When his tasks were done, and the other boys were amusing themselves each in his own way, you would find Tony lying flat on the pine needles in the woods, listening to the notes of the wild birds, and imitating them patiently, til you could scarcely tell which was boy and which was bird; and if you could, the birds couldn’t, for many a time he coaxed the bobolinks and thrushes to perch on the low boughs above his head and chirp to him as if he were a feathered brother. There was nothing about the building of nests with which he was not familiar. He could have taken hold and helped if the birds had not been so shy, and if he had had beak and claw instead of clumsy fingers. He would sit near a beehive for hours without moving, or lie prone in the sandy road, under the full glare of the sun, watching the ants acting out their human comedy; sometimes surrounding a favorite hill with stones, that the comedy might not be turned into a tragedy by a careless footfall. The cottage on the river road grew more and more to resemble a museum and herbarium as the years went by, and the Widow Croft’s weekly house-cleaning was a matter that called for the exercise of Christian grace.

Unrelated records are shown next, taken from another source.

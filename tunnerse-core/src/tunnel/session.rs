//! Per-session handle shared by the protocol loop and both monitors

use std::sync::Mutex;
use tokio_util::sync::CancellationToken;
use tunnerse_common::config::{Durability, RoutingMode};

/// The unit of ownership for one exposed tunnel.
///
/// The cancellation token transitions open→closed exactly once; the
/// `stopped` flag is flipped under a mutex guarding that transition, so an
/// explicit kill and a fatal self-termination can race safely.
#[derive(Debug)]
pub struct TunnelSession {
    id: String,
    session_url: String,
    local_url: String,
    local_port: u16,
    routing: RoutingMode,
    durability: Durability,
    cancel: CancellationToken,
    stopped: Mutex<bool>,
}

impl TunnelSession {
    pub fn new(
        id: String,
        session_url: String,
        local_url: String,
        local_port: u16,
        routing: RoutingMode,
        durability: Durability,
    ) -> Self {
        Self {
            id,
            session_url,
            local_url,
            local_port,
            routing,
            durability,
            cancel: CancellationToken::new(),
            stopped: Mutex::new(false),
        }
    }

    /// Tunnel id (broker-assigned or caller-chosen).
    #[must_use]
    pub fn id(&self) -> &str {
        &self.id
    }

    /// Base URL of this session on the broker.
    #[must_use]
    pub fn session_url(&self) -> &str {
        &self.session_url
    }

    /// Base URL of the local target.
    #[must_use]
    pub fn local_url(&self) -> &str {
        &self.local_url
    }

    /// Port of the local target.
    #[must_use]
    pub fn local_port(&self) -> u16 {
        self.local_port
    }

    #[must_use]
    pub fn routing(&self) -> RoutingMode {
        self.routing
    }

    #[must_use]
    pub fn durability(&self) -> Durability {
        self.durability
    }

    /// Request teardown. Returns `true` for the single caller that wins the
    /// close guard; every later call is a no-op returning `false`.
    pub fn stop(&self) -> bool {
        let mut stopped = self.stopped.lock().unwrap_or_else(|e| e.into_inner());
        if *stopped {
            return false;
        }
        *stopped = true;
        self.cancel.cancel();
        true
    }

    /// Whether teardown has been requested.
    #[must_use]
    pub fn is_cancelled(&self) -> bool {
        self.cancel.is_cancelled()
    }

    /// Resolves when teardown is requested.
    pub async fn cancelled(&self) {
        self.cancel.cancelled().await;
    }
}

Still, Tony was a good son, affectionate, considerate, and obedient. His mother had no idea that he would ever be able, or indeed willing, to make a living; but there was a forest of young timber growing up, a small hay farm to depend upon, and a little hoard that would keep him out of the poorhouse when she died and left him to his own devices. It never occurred to her that he was in any way remarkable. If he were difficult to understand, it reflected more upon his eccentricity than upon her density. What was a woman to do with a boy of twelve who, when she urged him to drop the old guitar he was taking apart and hurry off to school, cried, “Oh, mother! when there is so much to learn in this world, it is wicked, wicked to waste time in school.”